Que répondez-vous à une marque qui n’a pas d’envies, de passions, de « valeurs  culturelles» ?

Nous ne lui ferons pas de contenu de marque. ..On ne sait pas faire. Les marques distributeurs, par exemple,  vont utiliser la publicité classique « proclamatoire » - elles offrent un service.

D’autres  vendent du rêve, donc  de la valeur ajoutée, comme Vuitton, Dior, Cartier. Le produit est acheté aussi pour ce qu’il véhicule et la manière dont il renforce l’estime de soi.

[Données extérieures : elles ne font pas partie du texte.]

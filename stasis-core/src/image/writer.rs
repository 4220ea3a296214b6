// SPDX-License-Identifier: Apache-2.0
// Copyright 2025 Ankit Kumar Pandey

//! Atomic image persistence.
//!
//! Images are written to a hidden temp file in the target directory, synced,
//! and renamed into place, then the directory itself is synced. A reader sees
//! either the previous complete image or the new complete image, never a
//! partial one.

use std::fs::{self, File, OpenOptions};
use std::io::{self, BufWriter, Write};
use std::path::{Path, PathBuf};
use std::sync::atomic::{AtomicU64, Ordering};

use nix::sys::signal::kill;
use nix::unistd::Pid;

use super::{format, SnapshotImage};
use crate::error::SnapshotError;
use crate::types::{SnapshotLabel, IMAGE_EXTENSION};

const TEMP_SUFFIX: &str = ".tmp";

/// Sequence number that keeps temp names distinct across writers in one process.
static NEXT_TEMP: AtomicU64 = AtomicU64::new(0);

/// A finished image on disk.
#[derive(Debug, Clone, PartialEq, Eq)]
pub struct WrittenImage {
    pub path: PathBuf,
    pub bytes: u64,
}

/// Removes the temp file unless the write completed.
struct TempFile {
    path: PathBuf,
    armed: bool,
}

impl Drop for TempFile {
    fn drop(&mut self) {
        if self.armed {
            if let Err(e) = fs::remove_file(&self.path) {
                if e.kind() != io::ErrorKind::NotFound {
                    tracing::warn!(path = %self.path.display(), error = %e, "Failed to remove temp image");
                }
            }
        }
    }
}

/// Writes images into one directory.
#[derive(Debug, Clone)]
pub struct SnapshotWriter {
    directory: PathBuf,
}

impl SnapshotWriter {
    /// Create the directory if needed and clear temp files left by writers
    /// that no longer exist.
    pub fn new(directory: impl Into<PathBuf>) -> Result<Self, SnapshotError> {
        let directory = directory.into();
        fs::create_dir_all(&directory).map_err(|e| SnapshotError::WriteFailed {
            path: directory.clone(),
            reason: format!("cannot create snapshot directory: {}", e),
        })?;

        let writer = Self { directory };
        match writer.cleanup_temp_files() {
            Ok(0) => {}
            Ok(removed) => {
                tracing::info!(directory = %writer.directory.display(), removed, "Removed stale temp images")
            }
            Err(e) => {
                tracing::warn!(directory = %writer.directory.display(), error = %e, "Temp image cleanup failed")
            }
        }
        Ok(writer)
    }

    pub fn directory(&self) -> &Path {
        &self.directory
    }

    /// Final path of the image for `label`.
    pub fn image_path(&self, label: &SnapshotLabel) -> PathBuf {
        self.directory.join(label.file_name())
    }

    /// A temp path no other write, in this process or another, is using.
    fn temp_path(&self, label: &SnapshotLabel) -> PathBuf {
        self.directory.join(format!(
            ".{}.{}.{}{}",
            label.file_name(),
            std::process::id(),
            NEXT_TEMP.fetch_add(1, Ordering::Relaxed),
            TEMP_SUFFIX
        ))
    }

    /// Encode and atomically persist `image` under its label.
    pub fn write(&self, image: &SnapshotImage) -> Result<WrittenImage, SnapshotError> {
        self.persist(&image.header.label, |out| format::encode(image, out))
    }

    /// Atomically persist whatever `encode` writes under `label`. If `encode`
    /// or any later step fails, the temp file is removed and an existing image
    /// with the same label is left untouched.
    pub fn persist<F>(&self, label: &SnapshotLabel, encode: F) -> Result<WrittenImage, SnapshotError>
    where
        F: FnOnce(&mut BufWriter<File>) -> io::Result<u64>,
    {
        let final_path = self.image_path(label);
        let temp_path = self.temp_path(label);
        let failed = |stage: &str, e: io::Error| SnapshotError::WriteFailed {
            path: final_path.clone(),
            reason: format!("{}: {}", stage, e),
        };

        let file = OpenOptions::new()
            .write(true)
            .create_new(true)
            .open(&temp_path)
            .map_err(|e| failed("create temp file", e))?;
        let mut temp = TempFile {
            path: temp_path.clone(),
            armed: true,
        };

        let mut out = BufWriter::new(file);
        let bytes = encode(&mut out).map_err(|e| failed("encode", e))?;
        let file = out
            .into_inner()
            .map_err(|e| failed("flush", e.into_error()))?;
        file.sync_all().map_err(|e| failed("fsync", e))?;
        drop(file);

        fs::rename(&temp_path, &final_path).map_err(|e| failed("rename", e))?;
        temp.armed = false;

        if let Err(e) = File::open(&self.directory).and_then(|dir| dir.sync_all()) {
            tracing::warn!(directory = %self.directory.display(), error = %e, "Directory fsync failed");
        }

        tracing::debug!(path = %final_path.display(), bytes, "Image persisted");

        Ok(WrittenImage {
            path: final_path,
            bytes,
        })
    }

    /// Remove temp files whose writer process is gone. Temps owned by this
    /// process belong to writes still in flight and are left alone. Returns
    /// how many were removed.
    pub fn cleanup_temp_files(&self) -> io::Result<usize> {
        let own_pid = std::process::id();
        let mut removed = 0;

        for entry in fs::read_dir(&self.directory)? {
            let entry = entry?;
            let name = entry.file_name();
            let Some(name) = name.to_str() else {
                continue;
            };
            let Some(pid) = temp_owner(name) else {
                continue;
            };
            if pid == own_pid || process_alive(pid) {
                continue;
            }
            fs::remove_file(entry.path())?;
            removed += 1;
        }

        Ok(removed)
    }
}

/// Pid embedded in a temp file name `.<label>.snap.<pid>.<seq>.tmp`.
fn temp_owner(name: &str) -> Option<u32> {
    let rest = name.strip_prefix('.')?.strip_suffix(TEMP_SUFFIX)?;
    let (rest, seq) = rest.rsplit_once('.')?;
    let (stem, pid) = rest.rsplit_once('.')?;
    if !stem.ends_with(&format!(".{}", IMAGE_EXTENSION)) || seq.parse::<u64>().is_err() {
        return None;
    }
    pid.parse().ok()
}

fn process_alive(pid: u32) -> bool {
    let Ok(raw) = i32::try_from(pid) else {
        return false;
    };
    !matches!(kill(Pid::from_raw(raw), None), Err(nix::Error::ESRCH))
}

Apple a su déclencher une part de rêve en passant par le design, en déclarant démocratiser la musique, le design….En 1984, Steve Jobs avec le film de Ridley Scott était le précurseur du brand content, il ne montrait pas le produit, pas la marque. C’était  simplement « le macintosh arrive en 1984 ».

Aujourd ‘hui le brand content va devenir central, il sera le premier véhicule marketing utilisé car le spot de 30’ ne marche plus. Certaines de ses  marques se disent : « il n y a plus de valeur ajoutée pour nous, l’impact n’est pas assez bon ». Le brand content, comme ce que nous réalisons pour Cartier, va devenir la norme pour ce type de marque. Il va falloir que les agences s’équipent  avec des gens, des producteurs comme nous,  qui savent produire ce type de norme.

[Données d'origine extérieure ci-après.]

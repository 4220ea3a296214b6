// SPDX-License-Identifier: Apache-2.0
// Copyright 2025 Ankit Kumar Pandey

//! `stasis list` command - List images in the snapshot directory.

use super::inspect::format_timestamp;
use stasis_core::ImageReader;

pub async fn execute(config_path: Option<&str>) -> Result<(), Box<dyn std::error::Error>> {
    let config = super::load_config(config_path)?;
    let images = ImageReader::list(&config.directory)?;

    if images.is_empty() {
        println!("No images in {}.", config.directory.display());
        return Ok(());
    }

    println!("╔══════════════════════════════════════════════════════════════════════════════╗");
    println!("║                              SNAPSHOT IMAGES                                 ║");
    println!("╠═══════════════════╦═══════════════════════════╦══════╦═══════════════════════╣");
    println!("║ Label             ║ Created                   ║ Live ║ Description           ║");
    println!("╠═══════════════════╬═══════════════════════════╬══════╬═══════════════════════╣");

    for (_, header) in &images {
        let description: String = header.description.chars().take(21).collect();
        println!(
            "║ {:<17} ║ {:<25} ║ {:<4} ║ {:<21} ║",
            header.label.as_str(),
            format_timestamp(header.created_at_us),
            if header.live { "yes" } else { "no" },
            description
        );
    }

    println!("╚═══════════════════╩═══════════════════════════╩══════╩═══════════════════════╝");
    println!();
    println!("Total: {} image(s)", images.len());

    Ok(())
}
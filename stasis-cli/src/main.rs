// SPDX-License-Identifier: Apache-2.0
// Copyright 2025 Ankit Kumar Pandey

//! Stasis CLI
//!
//! Command-line interface for the Stasis process snapshot engine.

use clap::{Parser, Subcommand};

mod commands;
mod counter;

/// Stasis - snapshot a running guest and restart it from a durable image
#[derive(Parser)]
#[command(name = "stasis")]
#[command(author, version, about, long_about = None)]
pub struct Cli {
    /// Configuration file path (defaults are used when absent)
    #[arg(short, long)]
    pub config: Option<String>,

    /// Enable verbose logging
    #[arg(short, long)]
    pub verbose: bool,

    #[command(subcommand)]
    pub command: Commands,
}

#[derive(Subcommand)]
pub enum Commands {
    /// Validate a configuration file
    Validate {
        /// Path to the configuration file
        file: String,
    },

    /// Print the contents of a snapshot image
    Inspect {
        /// Image label or path
        image: String,

        /// Emit JSON instead of a summary
        #[arg(long)]
        json: bool,
    },

    /// List images in the snapshot directory
    List,

    /// Run the built-in counter guest and snapshot it
    Demo {
        /// Label of the snapshot
        #[arg(short, long, default_value = "demo")]
        label: String,

        /// Iteration at which the guest takes its snapshot
        #[arg(long, default_value_t = 1000)]
        take_at: u64,

        /// Iteration at which the guest exits
        #[arg(short, long, default_value_t = 2000)]
        iterations: u64,

        /// Keep the guest running after the snapshot
        #[arg(long)]
        live: bool,
    },

    /// Restart the counter guest from an image
    Restore {
        /// Image label or path
        image: String,

        /// File the restarted guest reads extra iterations from
        #[arg(long)]
        input: Option<String>,

        /// File the restarted guest writes its final count to
        #[arg(long)]
        output: Option<String>,
    },
}

#[tokio::main]
async fn main() -> Result<(), Box<dyn std::error::Error>> {
    let cli = Cli::parse();

    // Initialize logging
    let log_level = if cli.verbose { "debug" } else { "info" };
    tracing_subscriber::fmt().with_env_filter(log_level).init();

    let config = cli.config.as_deref();
    match cli.command {
        Commands::Validate { file } => commands::validate::execute(&file).await,
        Commands::Inspect { image, json } => commands::inspect::execute(config, &image, json).await,
        Commands::List => commands::list::execute(config).await,
        Commands::Demo {
            label,
            take_at,
            iterations,
            live,
        } => commands::demo::execute(config, &label, take_at, iterations, live).await,
        Commands::Restore {
            image,
            input,
            output,
        } => commands::restore::execute(config, &image, input, output).await,
    }
}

C’est un élément important que nous ne pouvons pas éluder, ce que nous proposons ce sont des idées mais également un réseau, une expertise… parfois des marques aussi puissantes soient-elles ne parviennent pas à convaincre les artistes, à activer les bons rôles. Il faut un langage, une crédibilité, une légitimité. Mis à part quelques cas d’écoles, on peut convaincre des gens quand on vient de ce milieu. Nous recommandons une expertise, le choix de l’artiste pour la bonne campagne et essayons de  convaincre celui-ci du bien fondé de travailler ensemble. Les marques de luxe s’y prêtent aussi,..si les managers te font confiance ou alors seul  un gros chèque peut régler le deal…Ce qui au final dans 90% des cas donne un mauvais projet.

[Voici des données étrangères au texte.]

// SPDX-License-Identifier: Apache-2.0
// Copyright 2025 Ankit Kumar Pandey

//! Loading images from disk.

use std::fs::{self, File};
use std::io::{self, BufReader};
use std::path::{Path, PathBuf};

use super::{format, ImageHeader, SnapshotImage};
use crate::error::SnapshotError;
use crate::types::{SnapshotLabel, IMAGE_EXTENSION};

/// Reads and lists snapshot images.
pub struct ImageReader;

impl ImageReader {
    /// Read and fully validate the image at `path`.
    pub fn open(path: impl AsRef<Path>) -> Result<SnapshotImage, SnapshotError> {
        let path = path.as_ref();
        let mut input = BufReader::new(Self::open_file(path)?);
        format::decode(&mut input)
    }

    /// Read only the header of the image at `path`.
    pub fn read_header(path: impl AsRef<Path>) -> Result<ImageHeader, SnapshotError> {
        let path = path.as_ref();
        let mut input = BufReader::new(Self::open_file(path)?);
        format::decode_header(&mut input).map(|(header, _)| header)
    }

    /// Resolve a label or a path to an image path. A valid label resolves
    /// inside `directory`; anything else is taken as a path.
    pub fn resolve(directory: &Path, label_or_path: &str) -> PathBuf {
        match SnapshotLabel::new(label_or_path) {
            Ok(label) if !label_or_path.ends_with(&format!(".{}", IMAGE_EXTENSION)) => {
                directory.join(label.file_name())
            }
            _ => PathBuf::from(label_or_path),
        }
    }

    /// Headers of every readable image in `directory`, sorted by label.
    /// Temp files and unreadable images are skipped.
    pub fn list(directory: impl AsRef<Path>) -> Result<Vec<(PathBuf, ImageHeader)>, SnapshotError> {
        let directory = directory.as_ref();
        let entries = fs::read_dir(directory).map_err(|e| match e.kind() {
            io::ErrorKind::NotFound => SnapshotError::ImageNotFound {
                path: directory.to_path_buf(),
            },
            _ => SnapshotError::IncompatibleFormat {
                reason: format!("cannot list {}: {}", directory.display(), e),
            },
        })?;

        let mut images = Vec::new();
        for entry in entries.flatten() {
            let path = entry.path();
            let is_image = path.extension().is_some_and(|ext| ext == IMAGE_EXTENSION)
                && !entry.file_name().to_string_lossy().starts_with('.');
            if !is_image {
                continue;
            }
            match Self::read_header(&path) {
                Ok(header) => images.push((path, header)),
                Err(e) => {
                    tracing::warn!(path = %path.display(), error = %e, "Skipping unreadable image")
                }
            }
        }

        images.sort_by(|a, b| a.1.label.cmp(&b.1.label));
        Ok(images)
    }

    fn open_file(path: &Path) -> Result<File, SnapshotError> {
        File::open(path).map_err(|e| match e.kind() {
            io::ErrorKind::NotFound => SnapshotError::ImageNotFound {
                path: path.to_path_buf(),
            },
            _ => SnapshotError::IncompatibleFormat {
                reason: format!("cannot open {}: {}", path.display(), e),
            },
        })
    }
}

#[cfg(test)]
mod tests {
    use super::*;
    use crate::image::tests::sample_image;
    use crate::image::writer::SnapshotWriter;

    #[test]
    fn test_missing_image() {
        let dir = tempfile::tempdir().unwrap();
        assert!(matches!(
            ImageReader::open(dir.path().join("nope.snap")),
            Err(SnapshotError::ImageNotFound { .. })
        ));
    }

    #[test]
    fn test_not_an_image() {
        let dir = tempfile::tempdir().unwrap();
        let path = dir.path().join("garbage.snap");
        fs::write(&path, b"definitely not a snapshot").unwrap();
        assert!(matches!(
            ImageReader::open(&path),
            Err(SnapshotError::IncompatibleFormat { .. })
        ));
    }

    #[test]
    fn test_list_skips_junk() {
        let dir = tempfile::tempdir().unwrap();
        let writer = SnapshotWriter::new(dir.path()).unwrap();
        writer.write(&sample_image()).unwrap();
        fs::write(dir.path().join("broken.snap"), b"junk").unwrap();
        fs::write(dir.path().join("readme.txt"), b"text").unwrap();

        let images = ImageReader::list(dir.path()).unwrap();
        assert_eq!(images.len(), 1);
        assert_eq!(images[0].1.label.as_str(), "sample");
    }

    #[test]
    fn test_resolve() {
        let dir = Path::new("/snaps");
        assert_eq!(
            ImageReader::resolve(dir, "test_snap"),
            PathBuf::from("/snaps/test_snap.snap")
        );
        assert_eq!(
            ImageReader::resolve(dir, "/other/x.snap"),
            PathBuf::from("/other/x.snap")
        );
        assert_eq!(
            ImageReader::resolve(dir, "local.snap"),
            PathBuf::from("local.snap")
        );
    }
}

 La campagne digitale c’est comme un mac sans système…Il faut que l’artiste qui produit le contenu pour la marque en soit fière. Une campagne qui marche, c’est quand Air pour Cartier se déplace parce qu’ils en sont fiers et qu’ils vont le tweeter sur leur compte, accepter d’en parler. Air connaissait très bien toute l’histoire de Cartier, ses valeurs,  sa Fondation. C’était la même chose pour Lou Reed, il y a quatre ans lors du premier album réalisé pour Cartier (avec Phoenix, Marion Cotillard…). Le manager du chanteur  avait demandé toute la liberté de création et c’est comme ça qu’est né « The power of the heart »  écrite pour son amour Laurie Anderson…Les fondamentaux de Cartier sont l’engagement, le Love, et ce chanteur a écrit un poème pour la femme qui l’aime. Ce chanteur a eu un respect immense pour la marque, il a transcendé sa vie  en écrivant ce poème. Il s’agit d’une vraie campagne de brand content réussie : cela a touché l’univers de l’artiste qui s’est dépassé et a donné le meilleur de lui-même tandis que  Cartier lui avait laissé carte blanche. Le cas s’est reproduit avec Air, peu de marque laisse autant de liberté aux artistes…

Il  va y a avoir une nouvelle forme organisationnelle dans les agences et chez les clients

 

Mais cette nouvelle organisation dans les agences a déjà eu lieu ?

Non, il y a beaucoup de discours et d’intentions ….tout le monde veut tout faire aujourd’hui. Ont-ils pris des experts ? Nous parlons de personnes qui ont la connaissance profonde de ce métier du contenu, qui viennent de la production de film, d’œuvre d’art contemporain, … qui travaillent  pour le compte d’une marque, ou pour le compte d’une agence. On est très peu, dans le monde on doit être une dizaine. Le reste ce ne sont que des pièces rapportées de créatifs recyclés dans des agences, mais ils ne savent pas faire parce que dans leur blackberry ils n’ont pas les gens à activer et les expertises. Il faut de la D.A.. Il y a une expertise pour chaque métier même si les frontières bougent.